IET Image Processing (Nov 2022)
Robust linear unmixing with enhanced constraint of classification for hyperspectral remote sensing imagery
Abstract
Abstract Although hyperspectral data, especially spaceborne images, are rich in spectral information, their spatial resolution is usually low due to the limitation of sensor design and other factors. Therefore, for the application of hyperspectral images, unmixing technology is a key processing technology, such as linear mixing model and its derived algorithms have made a certain progress. However, a real scene often contains both pure and mixed pixels. The existing methods usually ignore the consideration and analysis of this situation in the process of model design and simulation experiment.
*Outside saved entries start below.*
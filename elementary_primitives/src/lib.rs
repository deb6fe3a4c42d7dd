//! Leaf crate of the elementary runtime: the tagged dynamic [`Value`] and the
//! lock-free block-rate building blocks ([`SpscQueue`], [`RingBuffer`]) that
//! everything above this crate is built from.
//!
//! Mirrors `knaster_primitives` in scope: no graph, no operators, just the
//! vocabulary shared by the control and audio threads.

mod ring_buffer;
mod spsc;
mod value;

pub use ring_buffer::RingBuffer;
pub use spsc::{SpscConsumer, SpscProducer, SpscQueue};
pub use value::{FloatArray, Name, Value};

/// One block of audio samples processed together. Chosen freely by the host;
/// the runtime places no upper bound beyond what fits in memory.
pub type BlockSize = usize;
In this context, this paper proposes a robust linear unmixing model with the enhanced constraint of classification for hyperspectral image. In general, it designs a framework combining unmixing and classification. In the task for real scene data, endmembers are extracted first, and then the hard classification term constructed after the expansion of endmembers (training samples) based on similarity is introduced to provide the sparsity constraint of the overall model, so as to realize relatively complete adjustment and effective image unmixing under complex conditions. Considering the scene with different distributions, the simulation experiment designs several groups of data tests, including different proportions of pure and mixing pixels. The unmixing results of three simulated datasets and two real datasets show that the unmixing results of this method are better than those of the other six comparison methods. This model improves the accuracy of unmixing and realizes effective unmixing.